Buku Denny JA Best Seller di Laman Amazon

Hillarius
30/7/2015 00:00
Buku Denny JA Best Seller di Laman Amazon
(Dok)
UNTUK pertama kali dalam sejarah sastra Indonesia dan juga sejarah dunia buku pada umumnya, karya anak Indonesia Denny JA (penggagas komunitas Indonesia tanpa Diskriminasi) menjadi best seller di toko buku online terbesar dunia, Amazon.com.
Dalam keterangan persnya di Jakarta, Selasa, Denny JA mengatakan, bukunya yang berjudul Fang Yin's Hankerrchief sejak Selasa (28/7) bertengger di rangking satu kindle store kategori buku puisi dunia. Buku tersebut melampaui buku sastrawan legendaris dunia seperti William Shakespeare, Jalaluddin Rumi, Kahlil Gibran, Allan Poe, Walt Whitman, dan Homer.
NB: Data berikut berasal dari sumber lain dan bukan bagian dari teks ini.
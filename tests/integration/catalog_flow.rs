//! Catalog controller and session against the stub backend

use std::time::Duration;

use axum::http::StatusCode;
use serde_json::json;
use tokio::sync::mpsc;

use library_web::{
    dispatch::{CatalogEvent, Shortcut},
    models::StatusFilter,
    services::{session::CatalogSession, storage::MemoryStorage},
    view::{catalog::ResultsBody, PageControl},
};

use crate::support::{catalogue, spawn, Stub};

#[tokio::test]
async fn test_search_sends_query_filter_and_offset() {
    let backend = spawn(Stub {
        books: catalogue(30),
        ..Stub::default()
    })
    .await;
    let mut catalog = backend.services(MemoryStorage::new()).catalog();

    catalog.set_search("book", StatusFilter::Available, 2);
    catalog.perform_search().await;

    let params = backend.recorder.last_search();
    assert_eq!(params["q"], "book");
    assert_eq!(params["status"], "available");
    assert_eq!(params["limit"], "12");
    assert_eq!(params["offset"], "12");

    assert_eq!(catalog.state().total_results, 30);
    assert_eq!(catalog.state().books.len(), 12);
    assert_eq!(catalog.state().total_pages(), 3);
    assert!(catalog.ui().error_panel.is_none());
}

#[tokio::test]
async fn test_all_filter_sends_empty_status() {
    let backend = spawn(Stub::default()).await;
    let mut catalog = backend.services(MemoryStorage::new()).catalog();

    catalog.initialize().await;

    let params = backend.recorder.last_search();
    assert_eq!(params["status"], "");
    assert_eq!(params["offset"], "0");
    let rendered = catalog.render();
    assert_eq!(rendered.title, "All Books");
    assert_eq!(rendered.count, "2");
}

#[tokio::test]
async fn test_server_error_falls_back_to_sample_books() {
    let backend = spawn(Stub {
        search_fails: true,
        ..Stub::default()
    })
    .await;
    let mut catalog = backend.services(MemoryStorage::new()).catalog();

    catalog.perform_search().await;

    let panel = catalog.ui().error_panel.clone().unwrap();
    assert_eq!(
        panel,
        "Search failed: Database error. Make sure the backend server is running."
    );
    let titles: Vec<&str> = catalog.state().books.iter().map(|b| b.title.as_str()).collect();
    assert_eq!(titles, ["The Great Gatsby", "To Kill a Mockingbird"]);

    let rendered = catalog.render();
    assert!(rendered.error.is_some());
    assert!(matches!(rendered.body, ResultsBody::Cards { ref cards } if cards.len() == 2));
}

#[tokio::test]
async fn test_unreachable_backend_raises_health_panel() {
    let mut config = library_web::AppConfig::default();
    // Nothing listens on the discard port
    config.api.base_url = "http://127.0.0.1:9/api".to_string();
    config.api.health_timeout_ms = 500;
    config.api.timeout_ms = 500;
    let services = library_web::Services::with_parts(
        config.clone(),
        std::sync::Arc::new(library_web::api::HttpCatalogApi::new(&config.api).unwrap()),
        std::sync::Arc::new(MemoryStorage::new()),
        std::sync::Arc::new(library_web::services::clock::SystemClock),
    );
    let mut catalog = services.catalog();

    let health = catalog.check_health().await;
    assert!(!health.is_healthy());
    assert_eq!(
        catalog.ui().error_panel.as_deref(),
        Some("API is not responding. Please start the backend server.")
    );
}

#[tokio::test]
async fn test_non_numeric_card_sends_no_request() {
    let backend = spawn(Stub::default()).await;
    let mut catalog = backend.services(MemoryStorage::new()).catalog();
    catalog.perform_search().await;

    catalog.checkout("9780441013593", "12ab").await;

    assert!(backend.recorder.checkouts().is_empty());
    let notification = catalog.ui().notification.clone().unwrap();
    assert!(notification.is_error());
    assert_eq!(notification.message, "Please enter a valid numeric Card ID.");
}

#[tokio::test]
async fn test_checkout_posts_numeric_card_id() {
    let backend = spawn(Stub::default()).await;
    let mut catalog = backend.services(MemoryStorage::new()).catalog();
    catalog.perform_search().await;

    catalog.checkout("9780441013593", "1001").await;

    assert_eq!(
        backend.recorder.checkouts(),
        vec![json!({"isbn": "9780441013593", "card_id": 1001})]
    );
    assert_eq!(
        catalog.ui().notification.as_ref().map(|n| n.message.as_str()),
        Some("Successfully checked out \"Dune\" to borrower 1001")
    );
    assert!(catalog.ui().refresh_pending);
}

#[tokio::test]
async fn test_rejected_checkout_shows_backend_message() {
    let backend = spawn(Stub {
        checkout_reply: (
            StatusCode::BAD_REQUEST,
            json!({"success": false, "error": "Borrower has reached the loan limit"}),
        ),
        ..Stub::default()
    })
    .await;
    let mut catalog = backend.services(MemoryStorage::new()).catalog();
    catalog.perform_search().await;
    let before = catalog.state().clone();

    catalog.checkout("9780441013593", "1001").await;

    assert_eq!(backend.recorder.checkouts().len(), 1);
    assert_eq!(catalog.state(), &before);
    assert!(!catalog.ui().refresh_pending);
    assert_eq!(
        catalog.ui().notification.as_ref().map(|n| n.message.as_str()),
        Some("Checkout failed: Borrower has reached the loan limit")
    );
}

#[tokio::test]
async fn test_last_page_disables_next() {
    let backend = spawn(Stub {
        books: catalogue(50),
        ..Stub::default()
    })
    .await;
    let mut catalog = backend.services(MemoryStorage::new()).catalog();
    catalog.set_search("", StatusFilter::All, 5);
    catalog.perform_search().await;

    assert_eq!(catalog.state().page, 5);
    assert_eq!(catalog.state().books.len(), 2);

    let pagination = catalog.render().pagination;
    assert_eq!(pagination.first(), Some(&PageControl::Previous { enabled: true }));
    assert_eq!(pagination.last(), Some(&PageControl::Next { enabled: false }));
    assert!(pagination.contains(&PageControl::Page {
        number: 5,
        active: true
    }));

    // Next on the last page maps to no action
    assert!(catalog.handle(CatalogEvent::NextClicked).is_none());
}

#[tokio::test]
async fn test_session_pages_with_arrow_keys() {
    let backend = spawn(Stub {
        books: catalogue(50),
        ..Stub::default()
    })
    .await;
    let catalog = backend.services(MemoryStorage::new()).catalog();
    let mut session = CatalogSession::new(catalog);
    session.start().await;

    let (tx, rx) = mpsc::channel(8);
    let handle = tokio::spawn(session.run(rx, |_| {}));

    // Let the initial search land before paging
    tokio::time::sleep(Duration::from_millis(300)).await;
    tx.send(CatalogEvent::Key(Shortcut::ArrowRight)).await.unwrap();
    tokio::time::sleep(Duration::from_millis(300)).await;
    tx.send(CatalogEvent::Key(Shortcut::ArrowRight)).await.unwrap();
    tokio::time::sleep(Duration::from_millis(300)).await;
    drop(tx);

    let catalog = handle.await.unwrap();
    assert_eq!(catalog.state().page, 3);
    assert_eq!(backend.recorder.last_search()["offset"], "24");
    assert_eq!(backend.recorder.search_count(), 3);
}
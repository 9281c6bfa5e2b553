//! Library Web - terminal front-end for the catalog and the patron dashboard

use clap::Parser;
use serde::Serialize;
use tokio::io::{AsyncBufReadExt, BufReader};
use tokio::sync::mpsc;
use tracing_subscriber::{layer::SubscriberExt, util::SubscriberInitExt};

use library_web::{
    cli::{parse_shell_line, CliArgs, Command, ProfileArgs, SearchArgs, ShellCommand, SHELL_HELP},
    config::{AppConfig, LoggingConfig},
    dispatch::ProfileAction,
    models::{StatusFilter, Theme},
    services::{
        catalog::CatalogController,
        profile::{self, ProfileLoad},
    },
    view::{self, text},
    Services,
};

#[tokio::main]
async fn main() -> anyhow::Result<()> {
    dotenvy::dotenv().ok();

    let args = CliArgs::parse();

    let mut config = AppConfig::load()?;
    if let Some(url) = &args.api_url {
        config.api.base_url = url.clone();
        config.validate()?;
    }

    init_tracing(&config.logging);
    tracing::debug!("Using backend {}", config.api.base_url);

    let services = Services::new(config)?;

    match args.command {
        Command::Search(search) => run_search(&services, search, args.json).await,
        Command::Checkout { isbn, card_id } => {
            run_checkout(&services, &isbn, &card_id, args.json).await
        }
        Command::Profile(profile) => run_profile(&services, profile, args.json).await,
        Command::Shell => run_shell(&services, args.json).await,
        Command::Theme { theme } => run_theme(&services, theme),
        Command::Logout => run_logout(&services),
        Command::Health => run_health(&services, args.json).await,
    }
}

/// Logs go to stderr so stdout only carries rendered views
fn init_tracing(logging: &LoggingConfig) {
    let filter = tracing_subscriber::EnvFilter::try_from_default_env()
        .unwrap_or_else(|_| format!("library_web={}", logging.level).into());

    let registry = tracing_subscriber::registry().with(filter);
    if logging.format == "json" {
        registry
            .with(tracing_subscriber::fmt::layer().json().with_writer(std::io::stderr))
            .init();
    } else {
        registry
            .with(tracing_subscriber::fmt::layer().with_writer(std::io::stderr))
            .init();
    }
}

fn print_json<T: Serialize>(value: &T) -> anyhow::Result<()> {
    println!("{}", serde_json::to_string_pretty(value)?);
    Ok(())
}

fn print_catalog(catalog: &CatalogController, json: bool) -> anyhow::Result<()> {
    let rendered = catalog.render();
    if json {
        print_json(&rendered)
    } else {
        print!("{}", text::catalog(&rendered));
        Ok(())
    }
}

async fn run_search(services: &Services, args: SearchArgs, json: bool) -> anyhow::Result<()> {
    let mut catalog = services.catalog();
    catalog.set_search(&args.query, args.filter, args.page);
    catalog.initialize().await;

    // Past the last page: the results were clamped, fetch the page we landed on
    if catalog.state().page < args.page && catalog.ui().error_panel.is_none() {
        catalog.perform_search().await;
    }
    print_catalog(&catalog, json)
}

async fn run_checkout(
    services: &Services,
    isbn: &str,
    card_id: &str,
    json: bool,
) -> anyhow::Result<()> {
    // The backend search matches ISBNs, so this loads the book being checked out
    let mut catalog = services.catalog();
    catalog.set_search(isbn, StatusFilter::All, 1);
    catalog.perform_search().await;
    catalog.checkout(isbn, card_id).await;

    let failed = catalog
        .ui()
        .notification
        .as_ref()
        .map_or(true, |n| n.is_error());
    if json {
        print_json(&catalog.ui().notification)?;
    } else if let Some(notification) = &catalog.ui().notification {
        println!("{}", text::notification_line(notification));
    }
    if failed {
        anyhow::bail!("checkout of {} was not completed", isbn);
    }
    Ok(())
}

async fn run_profile(services: &Services, args: ProfileArgs, json: bool) -> anyhow::Result<()> {
    let mut dashboard = match services.profile(args.card_id.as_deref()).await? {
        ProfileLoad::Ready(dashboard) => dashboard,
        ProfileLoad::Redirect(redirect) => {
            if json {
                return print_json(&redirect);
            }
            println!("No library card on file. Redirecting to {}", redirect.target);
            println!("Run `library-web profile --card-id <CARD_ID>` to sign in.");
            return Ok(());
        }
    };

    dashboard.apply(ProfileAction::ShowSection(args.section));
    dashboard.apply(ProfileAction::FilterHistory(args.history_filter));

    let rendered = dashboard.render();
    if json {
        print_json(&rendered)
    } else {
        print!("{}", text::profile(&rendered));
        Ok(())
    }
}

async fn run_shell(services: &Services, json: bool) -> anyhow::Result<()> {
    let (tx, rx) = mpsc::channel(32);

    let reader = tokio::spawn(async move {
        let mut lines = BufReader::new(tokio::io::stdin()).lines();
        eprintln!("{}", SHELL_HELP);
        loop {
            let line = match lines.next_line().await {
                Ok(Some(line)) => line,
                Ok(None) => break,
                Err(e) => {
                    tracing::error!("Failed to read input: {}", e);
                    break;
                }
            };
            match parse_shell_line(&line) {
                ShellCommand::Event(event) => {
                    if tx.send(event).await.is_err() {
                        break;
                    }
                }
                ShellCommand::Quit => break,
                ShellCommand::Help => eprintln!("{}", SHELL_HELP),
                ShellCommand::Invalid(message) => eprintln!("{}", message),
            }
        }
    });

    let mut session = services.catalog_session();
    session.start().await;
    let catalog = session
        .run(rx, |rendered| {
            if json {
                match serde_json::to_string(rendered) {
                    Ok(line) => println!("{}", line),
                    Err(e) => tracing::error!("Failed to encode view: {}", e),
                }
            } else {
                println!("{}", text::catalog(rendered));
            }
        })
        .await;

    reader.await?;
    tracing::info!(
        "Shell closed on page {} of {}",
        catalog.state().page,
        catalog.state().total_pages()
    );
    Ok(())
}

fn run_theme(services: &Services, theme: Theme) -> anyhow::Result<()> {
    profile::save_theme(services.storage.as_ref(), theme)?;
    println!(
        "{}",
        text::notification_line(&view::Notification::success(format!(
            "Theme changed to {} mode",
            theme
        )))
    );
    Ok(())
}

fn run_logout(services: &Services) -> anyhow::Result<()> {
    profile::forget_card(services.storage.as_ref())?;
    println!(
        "{}",
        text::notification_line(&view::Notification::success("Logged out successfully"))
    );
    Ok(())
}

async fn run_health(services: &Services, json: bool) -> anyhow::Result<()> {
    let health = services.api.health().await?;
    if json {
        print_json(&health)?;
    } else {
        println!(
            "{} (database: {})",
            health.status,
            health.database.as_deref().unwrap_or("unknown")
        );
    }
    if !health.is_healthy() {
        anyhow::bail!(
            "backend is not healthy: {}",
            health.message.as_deref().unwrap_or(&health.status)
        );
    }
    Ok(())
}
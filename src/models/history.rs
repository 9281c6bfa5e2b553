//! Reading history entries

use chrono::{Datelike, Months, NaiveDate};
use serde::{Deserialize, Serialize};
use serde_with::{serde_as, BoolFromInt, PickFirst};

use super::de::{flexible_date, opt_flexible_date, string_or_number};
use super::enums::HistoryFilter;

#[serde_as]
#[derive(Debug, Clone, PartialEq, Serialize, Deserialize)]
pub struct HistoryEntry {
    #[serde(deserialize_with = "string_or_number")]
    pub isbn: String,
    #[serde(default)]
    pub title: String,
    #[serde(default)]
    pub authors: Option<String>,
    #[serde(deserialize_with = "flexible_date")]
    pub checkout_date: NaiveDate,
    #[serde(default, deserialize_with = "opt_flexible_date")]
    pub return_date: Option<NaiveDate>,
    #[serde(default)]
    pub rating: u8,
    #[serde_as(as = "PickFirst<(_, BoolFromInt)>")]
    #[serde(default)]
    pub favorite: bool,
}

impl HistoryEntry {
    /// Rating clamped into the displayable 0–5 star range
    pub fn stars(&self) -> u8 {
        self.rating.min(5)
    }
}

impl HistoryFilter {
    pub fn matches(&self, entry: &HistoryEntry, today: NaiveDate) -> bool {
        match self {
            HistoryFilter::All => true,
            HistoryFilter::LastMonth => today
                .checked_sub_months(Months::new(1))
                .map(|since| entry.checkout_date >= since)
                .unwrap_or(true),
            HistoryFilter::LastYear => today
                .checked_sub_months(Months::new(12))
                .map(|since| entry.checkout_date >= since)
                .unwrap_or(true),
            HistoryFilter::Favorites => entry.favorite,
        }
    }

    pub fn apply<'a>(&self, entries: &'a [HistoryEntry], today: NaiveDate) -> Vec<&'a HistoryEntry> {
        entries.iter().filter(|e| self.matches(e, today)).collect()
    }
}

#[derive(Debug, Clone, Copy, PartialEq, Eq, Default, Serialize)]
pub struct HistoryStats {
    pub total: usize,
    pub this_month: usize,
    pub favorites: usize,
}

impl HistoryStats {
    pub fn compute(entries: &[HistoryEntry], today: NaiveDate) -> Self {
        Self {
            total: entries.len(),
            this_month: entries
                .iter()
                .filter(|e| {
                    e.checkout_date.year() == today.year() && e.checkout_date.month() == today.month()
                })
                .count(),
            favorites: entries.iter().filter(|e| e.favorite).count(),
        }
    }
}
//! Lenient deserializers for backend payloads.
//!
//! The catalog backend serialises dates either as ISO `YYYY-MM-DD` strings or
//! as HTTP dates, and identifiers either as numbers or strings.

use chrono::{DateTime, NaiveDate};
use serde::{Deserialize, Deserializer};

#[derive(Deserialize)]
#[serde(untagged)]
enum StringOrNumber {
    String(String),
    Int(i64),
    Float(f64),
}

impl StringOrNumber {
    fn into_string(self) -> String {
        match self {
            StringOrNumber::String(s) => s.trim().to_string(),
            StringOrNumber::Int(n) => n.to_string(),
            StringOrNumber::Float(f) => f.to_string(),
        }
    }
}

pub fn string_or_number<'de, D>(deserializer: D) -> Result<String, D::Error>
where
    D: Deserializer<'de>,
{
    StringOrNumber::deserialize(deserializer).map(StringOrNumber::into_string)
}

pub fn opt_string_or_number<'de, D>(deserializer: D) -> Result<Option<String>, D::Error>
where
    D: Deserializer<'de>,
{
    Ok(Option::<StringOrNumber>::deserialize(deserializer)?.map(StringOrNumber::into_string))
}

/// Parse the date formats the backend emits.
pub fn parse_date(raw: &str) -> Option<NaiveDate> {
    let raw = raw.trim();
    if raw.is_empty() {
        return None;
    }
    if let Ok(date) = NaiveDate::parse_from_str(raw, "%Y-%m-%d") {
        return Some(date);
    }
    if let Ok(dt) = DateTime::parse_from_rfc3339(raw) {
        return Some(dt.date_naive());
    }
    if let Ok(dt) = DateTime::parse_from_rfc2822(raw) {
        return Some(dt.date_naive());
    }
    // Flask renders dates as "Mon, 15 Jan 2024 00:00:00 GMT"
    NaiveDate::parse_from_str(raw, "%a, %d %b %Y %H:%M:%S GMT")
        .ok()
        .or_else(|| raw.get(..10).and_then(|head| NaiveDate::parse_from_str(head, "%Y-%m-%d").ok()))
}

pub fn flexible_date<'de, D>(deserializer: D) -> Result<NaiveDate, D::Error>
where
    D: Deserializer<'de>,
{
    let raw = String::deserialize(deserializer)?;
    parse_date(&raw).ok_or_else(|| serde::de::Error::custom(format!("invalid date '{}'", raw)))
}

pub fn opt_flexible_date<'de, D>(deserializer: D) -> Result<Option<NaiveDate>, D::Error>
where
    D: Deserializer<'de>,
{
    match Option::<String>::deserialize(deserializer)? {
        Some(raw) if raw.trim().is_empty() => Ok(None),
        Some(raw) => parse_date(&raw)
            .map(Some)
            .ok_or_else(|| serde::de::Error::custom(format!("invalid date '{}'", raw))),
        None => Ok(None),
    }
}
"Saya pun tak menduga," ujar Denny yang sebelumnya dipilih Time Magazine sebagai satu dari 30 orang paling berpengaruh di dunia internet 2015, bersama sejumlah tokoh seperti Obama, Shakira, dan Taylor Swift.
Buku tersebut mengungkap tentang kisah cinta dalam setting kerusuhan tahun 1998 di era reformasi yang mengantarkan demokrasi ke Indonesia. Namun, saat itu terjadi sisi gelap perkosaan massal atas gadis Tionghoa.
Fang Yin adalah salah satu yang diperkosa. Ia marah dan keluarganya pindah ke Amerika. Namun, Indonesia kemudian berubah. Perlakuan terhadap etnis Tionghoa semakin baik. Fang Yin juga akhirnya berubah dan kembali ke Indonesia. Ini kisah cinta yang tragis dalam setting politik khas negara berkembang. Banyak review pembaca dunia, yang membeli dan membaca buku itu, memberikan penilaian tertinggi, 5 bintang, untuk karya itu.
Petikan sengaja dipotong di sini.